幼稚舎は現在、保護者に向けて連絡をする場合、2つのチャンネルを有している。1つ目は、2011(平成23)年に起こった東日本大震災において、電話やメール等に大規模な通信障害が発生し、下校途中であった低学年生の所在が把握できなくなり、深夜まで保護者との連絡が取れないことがあった。そこで、この不備や不安を解消する手立てとして、東急リニューアル㈱の「CONPAS-S」という、一斉またはグループ別、個別にメールを送ることができるメールシステムを導入した。導入後は、それまでの電話連絡網に代わり、自然災害等の緊急時の一斉連絡や欠席の連絡等に利用している。また、各児童が持参するICタグにより、登下校時に児童が校門を通過すると登録された保護者のメールアドレスに連絡が届くようになった。

2つ目は2018年9月に開始し、翌年4月から本格的に導入したKYPS(Keio Yochisha Portal Site:キプス)である。
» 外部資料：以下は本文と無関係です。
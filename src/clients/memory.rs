//! In-process implementations of the store traits

use async_trait::async_trait;
use parking_lot::Mutex;
use serde_json::{Map, Value};
use std::cmp::Ordering;
use std::collections::{BTreeMap, HashMap};
use std::sync::atomic::{AtomicUsize, Ordering as AtomicOrdering};
use tracing::debug;

use crate::clients::traits::{KeyValueStore, RecordStore};
use crate::clients::types::{Document, Order, Predicate};
use crate::error::{Error, Result};

/// Document store kept in memory, with the same query surface as the backend
#[derive(Default)]
pub struct InMemoryStore {
    collections: Mutex<HashMap<String, BTreeMap<String, Value>>>,
    writes: AtomicUsize,
}

impl InMemoryStore {
    pub fn new() -> Self {
        Self::default()
    }

    /// Insert or replace a document under a known id
    pub fn insert(&self, collection: &str, id: &str, data: Value) {
        self.collections
            .lock()
            .entry(collection.to_string())
            .or_default()
            .insert(id.to_string(), data);
    }

    /// Number of create/update/delete calls served so far
    pub fn write_count(&self) -> usize {
        self.writes.load(AtomicOrdering::SeqCst)
    }

    pub fn len(&self, collection: &str) -> usize {
        self.collections
            .lock()
            .get(collection)
            .map(|docs| docs.len())
            .unwrap_or(0)
    }
}

/// Resolve a dotted path such as `metadata.userId`
pub fn lookup<'a>(value: &'a Value, path: &str) -> Option<&'a Value> {
    path.split('.')
        .try_fold(value, |current, segment| current.get(segment))
}

fn set_path(target: &mut Value, path: &str, value: Value) {
    let mut segments: Vec<&str> = path.split('.').collect();
    let Some(last) = segments.pop() else {
        return;
    };
    let mut current = target;
    for segment in segments {
        if !current.is_object() {
            *current = Value::Object(Map::new());
        }
        current = &mut current[segment];
    }
    if !current.is_object() {
        *current = Value::Object(Map::new());
    }
    current[last] = value;
}

fn compare_values(a: Option<&Value>, b: Option<&Value>) -> Ordering {
    match (a, b) {
        (Some(Value::Number(x)), Some(Value::Number(y))) => x
            .as_f64()
            .unwrap_or(0.0)
            .partial_cmp(&y.as_f64().unwrap_or(0.0))
            .unwrap_or(Ordering::Equal),
        (Some(Value::String(x)), Some(Value::String(y))) => x.cmp(y),
        (Some(Value::Bool(x)), Some(Value::Bool(y))) => x.cmp(y),
        // Missing fields sort first, like the backend does for nulls
        (None, Some(_)) => Ordering::Less,
        (Some(_), None) => Ordering::Greater,
        _ => Ordering::Equal,
    }
}

#[async_trait]
impl RecordStore for InMemoryStore {
    async fn get(&self, collection: &str, id: &str) -> Result<Document> {
        self.collections
            .lock()
            .get(collection)
            .and_then(|docs| docs.get(id))
            .map(|data| Document {
                id: id.to_string(),
                data: data.clone(),
            })
            .ok_or_else(|| Error::not_found(collection, id))
    }

    async fn query(
        &self,
        collection: &str,
        predicates: &[Predicate],
        order: Option<&Order>,
        limit: Option<usize>,
    ) -> Result<Vec<Document>> {
        let mut docs: Vec<Document> = {
            let collections = self.collections.lock();
            let Some(all) = collections.get(collection) else {
                return Ok(Vec::new());
            };
            all.iter()
                .filter(|(_, data)| {
                    predicates
                        .iter()
                        .all(|p| lookup(data, &p.field) == Some(&p.value))
                })
                .map(|(id, data)| Document {
                    id: id.clone(),
                    data: data.clone(),
                })
                .collect()
        };

        if let Some(order) = order {
            docs.sort_by(|a, b| {
                let ordering =
                    compare_values(lookup(&a.data, &order.field), lookup(&b.data, &order.field));
                if order.descending {
                    ordering.reverse()
                } else {
                    ordering
                }
            });
        }
        if let Some(limit) = limit {
            docs.truncate(limit);
        }

        debug!(collection, matched = docs.len(), "In-memory query");
        Ok(docs)
    }

    async fn create(&self, collection: &str, data: Value) -> Result<String> {
        let id = uuid::Uuid::new_v4().simple().to_string();
        self.insert(collection, &id, data);
        self.writes.fetch_add(1, AtomicOrdering::SeqCst);
        Ok(id)
    }

    async fn update(&self, collection: &str, id: &str, patch: Value) -> Result<()> {
        let Value::Object(fields) = patch else {
            return Err(Error::Store("update patch must be an object".to_string()));
        };

        let mut collections = self.collections.lock();
        let doc = collections
            .get_mut(collection)
            .and_then(|docs| docs.get_mut(id))
            .ok_or_else(|| Error::not_found(collection, id))?;
        for (path, value) in fields {
            set_path(doc, &path, value);
        }
        self.writes.fetch_add(1, AtomicOrdering::SeqCst);
        Ok(())
    }

    async fn delete(&self, collection: &str, id: &str) -> Result<()> {
        let removed = self
            .collections
            .lock()
            .get_mut(collection)
            .and_then(|docs| docs.remove(id));
        if removed.is_none() {
            return Err(Error::not_found(collection, id));
        }
        self.writes.fetch_add(1, AtomicOrdering::SeqCst);
        Ok(())
    }
}

/// Key-value store that lives for the process only
#[derive(Default)]
pub struct MemoryKvStore {
    entries: Mutex<HashMap<String, String>>,
}

impl MemoryKvStore {
    pub fn new() -> Self {
        Self::default()
    }
}

#[async_trait]
impl KeyValueStore for MemoryKvStore {
    async fn get(&self, key: &str) -> Result<Option<String>> {
        Ok(self.entries.lock().get(key).cloned())
    }

    async fn set(&self, key: &str, value: &str) -> Result<()> {
        self.entries
            .lock()
            .insert(key.to_string(), value.to_string());
        Ok(())
    }

    async fn remove(&self, key: &str) -> Result<()> {
        self.entries.lock().remove(key);
        Ok(())
    }
}
//! A single listing opened from the browse list, and abuse reports against it

use chrono::{DateTime, Utc};
use serde::Serialize;
use serde_json::{json, Value};
use std::sync::Arc;
use tracing::{debug, info};

use crate::clients::RecordStore;
use crate::error::{Error, Result};
use crate::models::{ListingRecord, ListingStatus, LISTINGS, USERS};
use crate::session::Session;

pub const DEFAULT_REPORT_REASON: &str = "Contenu inapproprié";

/// One entry of a listing's `reports` array
#[derive(Debug, Clone, Serialize)]
#[serde(rename_all = "camelCase")]
pub struct ListingReport {
    pub user_id: String,
    pub user_name: String,
    pub reason: String,
    pub reported_at: DateTime<Utc>,
}

#[derive(Debug, Clone)]
pub struct ListingView {
    pub listing: ListingRecord,
    /// The signed-in viewer already reported this listing
    pub reported: bool,
}

pub struct ListingDetail {
    session: Session,
    store: Arc<dyn RecordStore>,
}

fn reports_of(data: &Value) -> Vec<Value> {
    data.get("reports")
        .and_then(Value::as_array)
        .cloned()
        .unwrap_or_default()
}

fn reported_by(reports: &[Value], user_id: &str) -> bool {
    reports
        .iter()
        .any(|r| r.get("userId").and_then(Value::as_str) == Some(user_id))
}

impl ListingDetail {
    pub fn new(session: Session, store: Arc<dyn RecordStore>) -> Self {
        Self { session, store }
    }

    /// Missing listings fail with `NotFound`. Blocked ones fail with
    /// `Unavailable` unless the viewer owns the listing or is an admin.
    pub async fn load(&self, listing_id: &str) -> Result<ListingView> {
        let doc = self.store.get(LISTINGS, listing_id).await?;
        let reports = reports_of(&doc.data);
        let listing: ListingRecord = doc.into_typed()?;

        if listing.status == ListingStatus::Blocked && !self.may_see_blocked(&listing).await? {
            debug!(listing_id, "Blocked listing hidden from viewer");
            return Err(Error::Unavailable);
        }

        let reported = self
            .session
            .user()
            .map(|u| reported_by(&reports, &u.id))
            .unwrap_or(false);
        Ok(ListingView { listing, reported })
    }

    /// Append a report from the signed-in user; each user reports a listing once
    pub async fn report(&self, listing_id: &str, reason: &str) -> Result<()> {
        let user = self.session.require_user()?;
        let doc = self.store.get(LISTINGS, listing_id).await?;

        let mut reports = reports_of(&doc.data);
        if reported_by(&reports, &user.id) {
            return Err(Error::AlreadyReported);
        }

        let user_name = user
            .display_name
            .clone()
            .filter(|n| !n.trim().is_empty())
            .unwrap_or_else(|| user.email.clone());
        let report = ListingReport {
            user_id: user.id.clone(),
            user_name,
            reason: reason.to_string(),
            reported_at: Utc::now(),
        };
        reports.push(serde_json::to_value(&report)?);
        let count = reports.len();

        self.store
            .update(LISTINGS, listing_id, json!({ "reports": reports }))
            .await?;
        info!(listing_id, reports = count, "Listing reported");
        Ok(())
    }

    async fn may_see_blocked(&self, listing: &ListingRecord) -> Result<bool> {
        let Some(user) = self.session.user() else {
            return Ok(false);
        };
        if listing.metadata.user_id == user.id {
            return Ok(true);
        }
        match self.store.get(USERS, &user.id).await {
            Ok(profile) => Ok(profile
                .data
                .get("isAdmin")
                .and_then(Value::as_bool)
                .unwrap_or(false)),
            Err(Error::NotFound { .. }) => Ok(false),
            Err(e) => Err(e),
        }
    }
}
これまで紙ベースで配付していた資料や保護者に提出をお願いしていた児童に関する調査書等がデジタルベースで対応できるようになった。KYPSには通信機能も備わっており、保護者とメールでの連絡を行うことも可能である。

今回のコロナ禍によって、連絡系統が複数あることの有用性に気付かされた。今後はKYPSを軸にメールシステムの統合を計画しているが、児童、ひいては保護者の安全や安心に通じるように努めたい。